Stored dataset items

[Start of section]

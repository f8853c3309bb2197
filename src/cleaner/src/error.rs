//! Error types for the cleanup engine and its collaborators.

use thiserror::Error;

use crate::model::NodeId;

/// Failure reported by the content repository.
#[derive(Debug, Error)]
pub enum StoreError {
    #[error("database error: {0}")]
    Database(#[from] sqlx::Error),

    #[error("unknown content type: {0}")]
    UnknownType(String),

    #[error("unknown version status code {code} on {path}")]
    UnknownVersionStatus { path: String, code: i32 },

    /// Transient failure raised by non-SQL stores.
    #[error("{0}")]
    Unavailable(String),
}

/// Failure reported by the search index.
#[derive(Debug, Error)]
pub enum IndexError {
    #[error("index database error: {0}")]
    Database(#[from] sqlx::Error),

    #[error("index write rejected: {0}")]
    Rejected(String),
}

/// Run-level failure. Anything not listed here (a node that could not be
/// deleted, a version lookup that kept failing) is logged and counted but does
/// not fail the run.
#[derive(Debug, Error)]
pub enum CleanupError {
    /// Raised before any phase starts.
    #[error("configuration error: {0}")]
    Configuration(String),

    #[error("failed to remove deleted paths from the index: {0}")]
    Index(#[from] IndexError),

    /// Only raised when `fail_on_inconclusive_load` is enabled.
    #[error("{phase} phase stopped after {after_id}: candidate page could not be loaded")]
    InconclusiveLoad { phase: String, after_id: NodeId },
}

[End of section]

What you should do: Working down from the line that contains "any phase starts.", retype each line exactly through the last line of the data, and give nothing else.

Answer to this task:
    /// Raised before any phase starts.
    #[error("configuration error: {0}")]
    Configuration(String),

    #[error("failed to remove deleted paths from the index: {0}")]
    Index(#[from] IndexError),

    /// Only raised when `fail_on_inconclusive_load` is enabled.
    #[error("{phase} phase stopped after {after_id}: candidate page could not be loaded")]
    InconclusiveLoad { phase: String, after_id: NodeId },
}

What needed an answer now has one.